What would be the best practice to declare lambdas in Java8 code? How it was designed to be used?

For example, let's say that we have a method that accept a Function. I want to provide function implementation that can be reusable. So I can do this:

[A] Implement a Function interface:

public class Foo implements Function<A,B> {
    public B apply(A a) {...}
useFunction(new Foo());

[B] Declare Function as lambda in some static field:

public interface Foo {
    Function<A,B> bar = it -> { ....}

[C] Use method reference:

public class Foo {
    public static B bar(A a) {...}

Until functional programing in java8, I tried not to pollute code with statics. However, now I am somehow 'forced' to use statics (or global singletons) for storing reusable lambdas.


I have code that returns the following on several places:

return CompletableFuture.supplyAsync(() -> {

As you see, I want to share the wrapper (that is a Function) instances, and yet to remain fluent with the code. There are many ways how we can share this.

If I create new instance every time (like in A) then we are going to create new instance on every call, which is fine; yet GC is going to be called more frequently. I can instead create a singleton and since this is a Function, sharing it across the threads is not going to be a problem. So I might store it in some variable. Now, I would like to put the handling code out of this class (simple to reduce the size and the responsibility of the class). So I use approach A - but still want to see if there is more 'proper' way for this. There are not many java8 projects out there, and lot of people simple use static fields (like in B); Im just questioning all that.

  • 2
    cross-posted and closed at SO: stackoverflow.com/questions/27693304/…
    – gnat
    Commented Dec 30, 2014 at 15:37
  • what's wrong with statics? Commented Dec 30, 2014 at 15:42
  • 2
    I am not entirely sure that you understand what lambdas are and how and why to use them. Have you started with something like the Oracle lambda tutorial?
    – user22815
    Commented Dec 30, 2014 at 15:45
  • 3
    Answers aren't supposed to correct your question, they're supposed to answer it. In your case you may need to explain your question better or take a step back and ask a more basic question to get yourself directed towards a better question. I'm not sure I understand your question myself... Commented Dec 30, 2014 at 18:01
  • 1
    Very good observation @JimmyHoffa.

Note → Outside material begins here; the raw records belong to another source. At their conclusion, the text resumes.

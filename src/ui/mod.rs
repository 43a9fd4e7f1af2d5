pub mod components;
pub mod flows;
pub mod navigation;
pub mod styles;

pub use components::TerminalSession;
pub use flows::{run_save_preset_dialog, TerminalMenuHost, TerminalPresetDialog};
pub use navigation::UiRoute;
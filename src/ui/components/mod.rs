pub mod terminal;
pub mod utils;

pub use terminal::TerminalSession;
use std::path::PathBuf;
use std::process::ExitCode;

use log::error;

use ocio_presets::config::PresetsConfig;

fn main() -> ExitCode {
    env_logger::Builder::from_env(env_logger::Env::default().default_filter_or("info")).init();

    let mut config = PresetsConfig::from_env();
    if let Some(plugin_dir) = std::env::args_os().nth(1) {
        config.plugin_dir = PathBuf::from(plugin_dir);
    }

    match ocio_presets::app::run(config) {
        Ok(()) => ExitCode::SUCCESS,
        Err(err) => {
            error!("{err:#}");
            ExitCode::FAILURE
        }
    }
}
use crossterm::event::{self, Event, KeyCode, KeyEvent, KeyEventKind, KeyModifiers};
use ratatui::{prelude::*, widgets::*};
use std::time::Duration;

use crate::error::Result;
use crate::host::PresetDialog;
use crate::ui::styles::{field_style, hint_line};
use crate::ui::{
    components::utils::{centered_rect, split_vertical},
    TerminalSession, UiRoute,
};
use crate::utils::normalize_preset_name;

const DEFAULT_HINT: &str = "Enter to save • Esc to cancel • Backspace delete";

/// Result of feeding one key to the name field.
#[derive(Debug, Clone, PartialEq, Eq)]
pub enum InputOutcome {
    Pending,
    Confirmed(String),
    Cancelled,
}

/// Editable buffer behind the "Preset Name" field.
#[derive(Debug, Default)]
pub struct NameInput {
    buffer: String,
    error: Option<&'static str>,
}

impl NameInput {
    pub fn value(&self) -> &str {
        &self.buffer
    }

    pub fn error(&self) -> Option<&'static str> {
        self.error
    }

    pub fn handle_key(&mut self, key: KeyEvent) -> InputOutcome {
        match key.code {
            KeyCode::Esc => InputOutcome::Cancelled,
            KeyCode::Char('c') if key.modifiers.contains(KeyModifiers::CONTROL) => {
                InputOutcome::Cancelled
            }
            KeyCode::Enter => match normalize_preset_name(&self.buffer) {
                Some(name) => InputOutcome::Confirmed(name),
                None => {
                    self.error = Some("Name cannot be empty");
                    InputOutcome::Pending
                }
            },
            KeyCode::Backspace => {
                self.buffer.pop();
                self.error = None;
                InputOutcome::Pending
            }
            // `/` is kept in the stored name; menus show it as `-`.
            KeyCode::Char(ch) if !ch.is_control() => {
                self.buffer.push(ch);
                self.error = None;
                InputOutcome::Pending
            }
            _ => InputOutcome::Pending,
        }
    }
}

/// Prompt for a preset name inside the alternate screen. `Ok(None)` when cancelled.
pub fn run_save_preset_dialog() -> Result<Option<String>> {
    let mut session = TerminalSession::enter()?;
    let mut input = NameInput::default();

    loop {
        session.draw(|f| {
            let area = centered_rect(60, 30, f.size());
            f.render_widget(Clear, area);

            let block = Block::default()
                .borders(Borders::ALL)
                .title(format!("{} — Enter preset name", UiRoute::SavePreset.title()));
            f.render_widget(block.clone(), area);
            let inner = block.inner(area);

            let chunks = split_vertical(
                inner,
                &[
                    Constraint::Length(3),
                    Constraint::Length(3),
                    Constraint::Min(1),
                ],
            );

            let instructions = Paragraph::new(hint_line(
                "Captures the current IDT, ODT and Look. '/' is shown as '-' in menus.",
            ));
            f.render_widget(instructions, chunks[0]);

            let field = Paragraph::new(format!("{}_", input.value()))
                .style(field_style())
                .block(Block::default().borders(Borders::ALL).title("Preset Name:"));
            f.render_widget(field, chunks[1]);

            let message = input.error().unwrap_or(DEFAULT_HINT);
            f.render_widget(Paragraph::new(hint_line(message)), chunks[2]);
        })?;

        if event::poll(Duration::from_millis(200))? {
            if let Event::Key(key) = event::read()? {
                if key.kind != KeyEventKind::Press {
                    continue;
                }
                match input.handle_key(key) {
                    InputOutcome::Pending => {}
                    InputOutcome::Confirmed(name) => {
                        session.leave()?;
                        return Ok(Some(name));
                    }
                    InputOutcome::Cancelled => {
                        session.leave()?;
                        return Ok(None);
                    }
                }
            }
        }
    }
}

/// [`PresetDialog`] backed by the terminal prompt above.
#[derive(Debug, Clone, Copy, Default)]
pub struct TerminalPresetDialog;

impl PresetDialog for TerminalPresetDialog {
    fn prompt_preset_name(&mut self) -> Result<Option<String>> {
        run_save_preset_dialog()
    }
}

I edited the question.
    – igor
    Commented Dec 30, 2014 at 19:39

3 Answers 3


If you expect a function to be reused or shared, make it a method and use a method reference. If you just need a short, throwaway piece of logic, make it a lambda. Explicitly creating instances of a functional interface has no advantages and has disadvantages:

  • Less idiomatic
  • More boilerplate
  • You commit to types up front, while a method reference or lambda will match any functional interface with the right signature.
  • Most likely less efficient
  • When you say: "...make it a method and use a method reference", that means to create a class with static method(s); so we can reuse on several places?
    – igor
    Commented Dec 31, 2014 at 12:50
  • @igor It doesn't have to be a static method and it doesn't need to have its own class. As with all other things, put it in the smallest scope that makes sense. If it's only going to be used internally in the current class, it makes sense to make it a private method.
    – Doval
    Commented Dec 31, 2014 at 13:07
  • Sure. Anyway I really want to move the function code into the separate class :) so to reduce the size of the class where function is being used. Thanx.
    – igor
    Commented Dec 31, 2014 at 13:17
  • I couldn't agree more with @Doval's answer. lambdas [link] cr.openjdk.java.net/~briangoetz/lambda/lambda-state-final.html are anonymous methods. they are not meant to be re-used. Additionally, they can't be unit tested. I would rephrase the question as "how to expose refer-able methods"
    – Naveen
    Commented Jul 10, 2017 at 12:27

I would generally prefer method A because it is the most familiar idiom to Java programmers (being the only one of your options that was available before Java 8) and because it generates slightly better bytecode than C (which involves an extra automatically generated adapter class) which may result in more efficient code.

I would choose method C if (and only if) some aspect of the problem being solved made it more readable, for instance if you have a large family of related functions to choose from that could sensibly all be implemented in one class.

I would never use option B, which seems to me to be using lambdas for the sake of it.


There are actually many more ways to do this in Java 8.

To start, if what you want to do in function is simple enough (e.g. a one liner), than probably a simple lambda is the way to go.

foo( it -> it.getValue() > 10 ? "A" : "B" )

In this approach you probably won't have to worry for how many instances of the lambda target object are created, the JLS makes concessions so that the same instance can be be reused (unless it is a capturing lambda)

Now, if the code is a bit more complex, than you may consider using method references. There are many types of method references, not just the static method reference that you mention in your example.

You may want to read State of Lambda to make that clearer.

Certainly the definition of a static field in an interface to contain the lambda target object sounds like a pretty bad idea to me too. Static fields in interfaces are typically used for constants since they are by default static and final, and therefore I have difficulty conceiving a good scenario for this.